Thanks for your kind comments and support of free multimedia formats!
> [embrace and extend]
> A solution to pre-emptively defend the theora project from such games
> would be for further changes to be placed under a license which requires
> public disclosure of derivative source code. Given incompatible versions
> based on the Theora code base would no longer be secret, business plans
> based around releasing incompatible versions will be substantially less
> attractive to those so inclined. The GNU GPL would provide protection.
Doing so would also raise the barrier to entry for people wanting to use
our formats in proprietary applications, both software- and hardware-
based. Network effects are extremely important in file format success,
and we have generally felt that licensing our reference implementations
under a BSD license to encourage the broadest possible adoption of free
formats is a more important goal.
Also, the format specification is itself freely available and freely
implementable by everyone (that being what makes Theora a free format),
and we explicitly encourage outside implementations.

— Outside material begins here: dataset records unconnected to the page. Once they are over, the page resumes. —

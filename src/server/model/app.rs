use sea_orm::DatabaseConnection;

use crate::server::identity::IdentityClient;

#[derive(Clone)]
pub struct AppState {
    pub db: DatabaseConnection,
    pub identity: IdentityClient,
}
//! Token minting for identity verification tests.
//!
//! [`SigningKey`] holds a freshly generated RSA key pair. Tokens issued
//! with it validate against the key set served by
//! [`fixtures::idp::mock_jwks_endpoint`](crate::fixtures::idp::mock_jwks_endpoint),
//! and claims default to the values the test clients expect.

use base64::{engine::general_purpose::URL_SAFE_NO_PAD, Engine};
use chrono::Utc;
use jsonwebtoken::{encode, Algorithm, EncodingKey, Header};
use openssl::rsa::Rsa;
use serde::Serialize;

use crate::constant::{TEST_AUDIENCE, TEST_ISSUER, TEST_SIGNING_KID};
use crate::error::TestError;

/// Claims for a provider-style id token.
///
/// Starts out valid for the test issuer and audience; builder methods
/// bend individual claims for negative cases.
#[derive(Debug, Clone, Serialize)]
pub struct TokenClaims {
    pub iss: String,
    pub aud: String,
    pub sub: String,
    pub email: String,
    pub email_verified: bool,
    #[serde(skip_serializing_if = "Option::is_none")]
    pub name: Option<String>,
    #[serde(skip_serializing_if = "Option::is_none")]
    pub role: Option<String>,
    pub iat: i64,
    pub exp: i64,
}

impl TokenClaims {
    /// Valid claims for the given subject and email, expiring in fifteen
    /// minutes.
    pub fn for_subject(sub: &str, email: &str) -> Self {
        let now = Utc::now().timestamp();

        Self {
            iss: TEST_ISSUER.to_string(),
            aud: TEST_AUDIENCE.to_string(),
            sub: sub.to_string(),
            email: email.to_string(),
            email_verified: true,
            name: None,
            role: None,
            iat: now,
            exp: now + 900,
        }
    }

    /// Adds the custom role claim.
    pub fn with_role(mut self, role: &str) -> Self {
        self.role = Some(role.to_string());
        self
    }

    /// Overrides the audience claim.
    pub fn with_audience(mut self, audience: &str) -> Self {
        self.aud = audience.to_string();
        self
    }

    /// Moves the expiry an hour into the past, beyond validation leeway.
    pub fn expired(mut self) -> Self {
        let now = Utc::now().timestamp();
        self.iat = now - 7200;
        self.exp = now - 3600;
        self
    }
}

/// RSA key pair used to sign test tokens.
pub struct SigningKey {
    encoding_key: EncodingKey,
    modulus: Vec<u8>,
    exponent: Vec<u8>,
}

impl SigningKey {
    /// Generates a fresh 2048-bit key pair.
    pub(crate) fn generate() -> Result<Self, TestError> {
        let rsa = Rsa::generate(2048)?;
        let pem = rsa.private_key_to_pem()?;
        let encoding_key = EncodingKey::from_rsa_pem(&pem)?;

        Ok(Self {
            encoding_key,
            modulus: rsa.n().to_vec(),
            exponent: rsa.e().to_vec(),
        })
    }

    /// Signs the claims under the published key id.
    pub fn issue(&self, claims: &TokenClaims) -> Result<String, jsonwebtoken::errors::Error> {
        self.issue_with_kid(TEST_SIGNING_KID, claims)
    }

    /// Signs the claims under an arbitrary key id, for rotation cases.
    pub fn issue_with_kid(
        &self,
        kid: &str,
        claims: &TokenClaims,
    ) -> Result<String, jsonwebtoken::errors::Error> {
        let mut header = Header::new(Algorithm::RS256);
        header.kid = Some(kid.to_string());

        encode(&header, claims, &self.encoding_key)
    }

    /// The key set document a provider would publish for this key.
    pub fn jwks(&self) -> serde_json::Value {
        serde_json::json!({
            "keys": [{
                "kty": "RSA",
                "alg": "RS256",
                "use": "sig",
                "kid": TEST_SIGNING_KID,
                "n": URL_SAFE_NO_PAD.encode(&self.modulus),
                "e": URL_SAFE_NO_PAD.encode(&self.exponent),
            }]
        })
    }
}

Thus, while a GPL
reference implementation would raise the barrier for a significant
classes of casual adopters, it is not a significant impediment to a
resourceful group intent on embrace-and-extend.
We do generally use the GPL for our application software, however. A
new multimedia format lives and dies by the quality of its tool support,
and this is a place where it is most effective to out-code proprietary
offerings. The protections of the GPL are useful at the application
level for all the reasons you cite. (Not that we as Xiph have done a
great job with tools, but others are starting to, as you've noticed.)

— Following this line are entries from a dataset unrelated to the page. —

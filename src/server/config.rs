use crate::server::error::config::ConfigError;

/// Runtime configuration pulled from the environment at startup.
pub struct Config {
    pub database_url: String,
    pub idp_url: String,
    pub idp_issuer: String,
    pub idp_audience: String,
    pub idp_api_key: String,
    pub port: u16,
}

impl Config {
    pub fn from_env() -> Result<Self, ConfigError> {
        Ok(Self {
            database_url: require("DATABASE_URL")?,
            idp_url: require("IDP_URL")?,
            idp_issuer: require("IDP_ISSUER")?,
            idp_audience: require("IDP_AUDIENCE")?,
            idp_api_key: require("IDP_API_KEY")?,
            port: port_from_env()?,
        })
    }
}

fn require(var: &'static str) -> Result<String, ConfigError> {
    std::env::var(var).map_err(|_| ConfigError::Missing(var))
}

fn port_from_env() -> Result<u16, ConfigError> {
    match std::env::var("PORT") {
        Ok(value) => value
            .parse()
            .map_err(|_| ConfigError::InvalidPort(value)),
        Err(_) => Ok(5000),
    }
}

Finally, we do claim Theora and our other names as trademarks, and
will defend them against non-conforming implementations. This does a
lot to prevent the sort of confusion that could lead users to adopting
a poised fork of the standard, while still providing for the right to
fork under a different name in support of the goals of Software Freedom.

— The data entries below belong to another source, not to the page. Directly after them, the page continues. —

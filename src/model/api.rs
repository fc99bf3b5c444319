use serde::{Deserialize, Serialize};
use utoipa::ToSchema;

/// The response when an error occurs with an API request
#[derive(Debug, Serialize, Deserialize, ToSchema)]
pub struct ErrorDto {
    /// The error message
    pub error: String,
    /// Additional context, present when the failure carries a cause worth
    /// surfacing to the caller
    #[serde(skip_serializing_if = "Option::is_none")]
    pub details: Option<String>,
}

impl ErrorDto {
    pub fn new(error: impl Into<String>) -> Self {
        Self {
            error: error.into(),
            details: None,
        }
    }

    pub fn with_details(error: impl Into<String>, details: impl Into<String>) -> Self {
        Self {
            error: error.into(),
            details: Some(details.into()),
        }
    }
}

/// Confirmation body returned by delete and other imperative endpoints
#[derive(Debug, Serialize, Deserialize, ToSchema)]
pub struct MessageDto {
    pub message: String,
}

impl MessageDto {
    pub fn new(message: impl Into<String>) -> Self {
        Self {
            message: message.into(),
        }
    }
}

People are welcome to develop their own Theora-related code under
whatever license they wish, including the GPL, but I hope this explains
our (Xiph.org's) reasoning on the licensing of our reference
implementations.
Sincerely,
-r
P.S. You brought up DRM. Such methods are orthogonal to codec
design/choice and usually implemented at the container level,
so I don't think this is a particular concern. (Though I do
understand that cultural issues have kept certain formats
traditionally associated with open exchange taboo among
those who insist on DRM-encumbering their content.)
DRM can as easily be applied to any Ogg file, for example
by running it through gpg. However, we generally recommend
those interested in DRM with Ogg Vorbis or Theora add a comment
"COPYPROTECTED=yes" to the native metadata. Such a scheme is
simple, easily extendable, and exactly as effective at the
more cumbersome DRM schemes in use with other formats.